What the task requires
All lines of the material that contain "ReturnWindow" must be copied out.

* * * * * * *

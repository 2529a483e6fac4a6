use chrono::{DateTime, Utc};
use serde::{Deserialize, Serialize};
use uuid::Uuid;

use crate::domain::campaign::DealType;

#[derive(Debug, Clone, Copy, PartialEq, Eq, Serialize, Deserialize)]
#[serde(rename_all = "snake_case")]
pub enum WorkflowStatus {
    Created,
    Redirected,
    Ordered,
    ProofSubmitted,
    UnderReview,
    Approved,
    Rejected,
    RewardPending,
    Completed,
    Failed,
}

impl WorkflowStatus {
    pub fn as_str(&self) -> &'static str {
        match self {
            WorkflowStatus::Created => "CREATED",
            WorkflowStatus::Redirected => "REDIRECTED",
            WorkflowStatus::Ordered => "ORDERED",
            WorkflowStatus::ProofSubmitted => "PROOF_SUBMITTED",
            WorkflowStatus::UnderReview => "UNDER_REVIEW",
            WorkflowStatus::Approved => "APPROVED",
            WorkflowStatus::Rejected => "REJECTED",
            WorkflowStatus::RewardPending => "REWARD_PENDING",
            WorkflowStatus::Completed => "COMPLETED",
            WorkflowStatus::Failed => "FAILED",
        }
    }

    pub fn from_str(s: &str) -> Option<Self> {
        Some(match s {
            "CREATED" => WorkflowStatus::Created,
            "REDIRECTED" => WorkflowStatus::Redirected,
            "ORDERED" => WorkflowStatus::Ordered,
            "PROOF_SUBMITTED" => WorkflowStatus::ProofSubmitted,
            "UNDER_REVIEW" => WorkflowStatus::UnderReview,
            "APPROVED" => WorkflowStatus::Approved,
            "REJECTED" => WorkflowStatus::Rejected,
            "REWARD_PENDING" => WorkflowStatus::RewardPending,
            "COMPLETED" => WorkflowStatus::Completed,
            "FAILED" => WorkflowStatus::Failed,
            _ => return None,
        })
    }

    pub fn is_terminal(&self) -> bool {
        matches!(
            self,
            WorkflowStatus::Completed | WorkflowStatus::Failed | WorkflowStatus::Rejected
        )
    }

    /// Legal direct successors per the state graph in spec §4.6.
    pub fn legal_next(&self) -> &'static [WorkflowStatus] {
        use WorkflowStatus::*;
        match self {
            Created => &[Redirected, Ordered, Failed],
            Redirected => &[Ordered, Failed],
            Ordered => &[ProofSubmitted, Failed],
            ProofSubmitted => &[UnderReview, Failed],
            UnderReview => &[Approved, Rejected, Failed],
            Approved => &[RewardPending, Failed],
            RewardPending => &[Completed, Failed],
            Rejected | Completed | Failed => &[],
        }
    }

    pub fn can_transition_to(&self, to: WorkflowStatus) -> bool {
        self.legal_next().contains(&to)
    }
}

#[derive(Debug, Clone, Copy, PartialEq, Eq, Serialize, Deserialize)]
#[serde(rename_all = "PascalCase")]
pub enum OrderStatus {
    Ordered,
    Shipped,
    Delivered,
    Cancelled,
    Returned,
}

#[derive(Debug, Clone, Copy, PartialEq, Eq, Serialize, Deserialize)]
#[serde(rename_all = "PascalCase")]
pub enum PaymentStatus {
    Pending,
    Paid,
    Refunded,
    Failed,
}

#[derive(Debug, Clone, Copy, PartialEq, Eq, Serialize, Deserialize)]
pub enum AffiliateStatus {
    Unchecked,
    #[serde(rename = "Pending_Cooling")]
    PendingCooling,
    #[serde(rename = "Approved_Settled")]
    ApprovedSettled,
    Rejected,
    #[serde(rename = "Fraud_Alert")]
    FraudAlert,
    #[serde(rename = "Cap_Exceeded")]
    CapExceeded,
    #[serde(rename = "Frozen_Disputed")]
    FrozenDisputed,
}

impl AffiliateStatus {
    pub fn is_terminal(&self) -> bool {
        matches!(
            self,
            AffiliateStatus::ApprovedSettled
                | AffiliateStatus::Rejected
                | AffiliateStatus::FraudAlert
        )
    }
}

#[derive(Debug, Clone, Copy, PartialEq, Eq, Serialize, Deserialize)]
#[serde(rename_all = "snake_case")]
pub enum SettlementMode {
    Wallet,
    External,
}

/// One of the four proof steps gating workflow progression (spec §4.6).
#[derive(Debug, Clone, Copy, PartialEq, Eq, Serialize, Deserialize, Hash)]
#[serde(rename_all = "snake_case")]
pub enum ProofType {
    Order,
    Review,
    Rating,
    ReturnWindow,
}

impl ProofType {
    pub fn as_str(&self) -> &'static str {
        match self {
            ProofType::Order => "order",
            ProofType::Review => "review",
            ProofType::Rating => "rating",
            ProofType::ReturnWindow => "returnWindow",
        }
    }

    pub fn from_str(s: &str) -> Option<Self> {
        Some(match s {
            "order" => ProofType::Order,
            "review" => ProofType::Review,
            "rating" => ProofType::Rating,
            "returnWindow" | "returnwindow" => ProofType::ReturnWindow,
            _ => return None,
        })
    }
}

/// Who verified a proof step: a real user, or the AI oracle.
#[derive(Debug, Clone, PartialEq, Eq, Serialize, Deserialize)]
#[serde(untagged)]
pub enum VerifiedBy {
    User(Uuid),
    SystemAi,
}

#[derive(Debug, Clone, Serialize, Deserialize)]
pub struct StepVerification {
    pub verified_at: Option<DateTime<Utc>>,
    pub verified_by: Option<VerifiedBy>,
    pub auto_verified: bool,
    pub ai_confidence_score: Option<u8>,
}

impl Default for StepVerification {
    fn default() -> Self {
        Self {
            verified_at: None,
            verified_by: None,
            auto_verified: false,
            ai_confidence_score: None,
        }
    }
}

impl StepVerification {
    pub fn is_verified(&self) -> bool {
        self.verified_at.is_some()
    }
}

/// The full per-order verification record (spec §3, JSON column).
#[derive(Debug, Clone, Default, Serialize, Deserialize)]
pub struct Verification {
    pub order: StepVerification,
    pub review: StepVerification,
    pub rating: StepVerification,
    pub return_window: StepVerification,
}

impl Verification {
    pub fn get(&self, t: ProofType) -> &StepVerification {
        match t {
            ProofType::Order => &self.order,
            ProofType::Review => &self.review,
            ProofType::Rating => &self.rating,
            ProofType::ReturnWindow => &self.return_window,
        }
    }

    pub fn get_mut(&mut self, t: ProofType) -> &mut StepVerification {
        match t {
            ProofType::Order => &mut self.order,
            ProofType::Review => &mut self.review,
            ProofType::Rating => &mut self.rating,
            ProofType::ReturnWindow => &mut self.return_window,
        }
    }
}

/// An append-only domain event on an order (spec §3 `events[]`).
#[derive(Debug, Clone, Serialize, Deserialize)]
pub struct OrderEvent {
    #[serde(rename = "type")]
    pub kind: String,
    pub at: DateTime<Utc>,
    pub actor_user_id: Option<Uuid>,
    pub metadata: Option<serde_json::Value>,
}

#[derive(Debug, Clone, Serialize, Deserialize)]
pub struct Rejection {
    pub kind: String,
    pub reason: String,
    pub actor_user_id: Option<Uuid>,
    pub at: DateTime<Utc>,
}

#[derive(Debug, Clone, Serialize, Deserialize)]
pub struct OrderItem {
    pub product_id: String,
    pub title: String,
    pub image: Option<String>,
    pub price_at_purchase_paise: i64,
    pub commission_paise: i64,
    pub campaign_id: Uuid,
    pub quantity: i64,
    pub deal_type: Option<DealType>,
    pub platform: Option<String>,
    pub brand_name: Option<String>,
}

/// A buyer's purchase attempt (spec §3 `Order`).
#[derive(Debug, Clone, Serialize, Deserialize)]
pub struct Order {
    pub id: Uuid,
    pub user_id: Uuid,
    pub brand_user_id: Uuid,
    pub items: Vec<OrderItem>,
    pub total_paise: i64,
    pub workflow_status: WorkflowStatus,
    pub status: OrderStatus,
    pub payment_status: PaymentStatus,
    pub affiliate_status: AffiliateStatus,
    pub frozen: bool,
    pub frozen_at: Option<DateTime<Utc>>,
    pub frozen_reason: Option<String>,
    pub reactivated_at: Option<DateTime<Utc>>,
    pub external_order_id: Option<String>,
    pub review_link: Option<String>,
    pub verification: Verification,
    pub rejection: Option<Rejection>,
    pub missing_proof_requests: Vec<String>,
    pub events: Vec<OrderEvent>,
    pub manager_name: Option<String>,
    pub agency_name: Option<String>,
    pub buyer_name: Option<String>,
    pub buyer_mobile: Option<String>,
    pub reviewer_name: Option<String>,
    pub brand_name: Option<String>,
    pub settlement_mode: Option<SettlementMode>,
    pub settlement_ref: Option<String>,
    pub expected_settlement_date: Option<DateTime<Utc>>,
    pub deleted_at: Option<DateTime<Utc>>,
    pub created_at: DateTime<Utc>,
    pub updated_at: DateTime<Utc>,
}

impl Order {
    /// Which proof types this order's deal composition actually requires
    /// (spec §4.6: "a proof type may only be submitted if the order's deal
    /// types require it").
    pub fn required_proof_types(&self) -> Vec<ProofType> {
        let mut required = vec![ProofType::Order];
        let has_rating_deal = self
            .items
            .iter()
            .any(|i| i.deal_type == Some(DealType::Rating));
        let has_review_deal = self
            .items
            .iter()
            .any(|i| i.deal_type == Some(DealType::Review));
        let has_non_discount_deal = self
            .items
            .iter()
            .any(|i| i.deal_type != Some(DealType::Discount));

        if has_rating_deal {
            required.push(ProofType::Rating);
        }
        if has_review_deal {
            required.push(ProofType::Review);
        }
        if has_non_discount_deal {
            required.push(ProofType::ReturnWindow);
        }
        required
    }

    pub fn all_required_steps_verified(&self) -> bool {
        self.required_proof_types()
            .iter()
            .all(|t| self.verification.get(*t).is_verified())
    }
}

* * * * * * *

Finished task
    ReturnWindow,
            ProofType::ReturnWindow => "returnWindow",
            "returnWindow" | "returnwindow" => ProofType::ReturnWindow,
            ProofType::ReturnWindow => &self.return_window,
            ProofType::ReturnWindow => &mut self.return_window,
            required.push(ProofType::ReturnWindow);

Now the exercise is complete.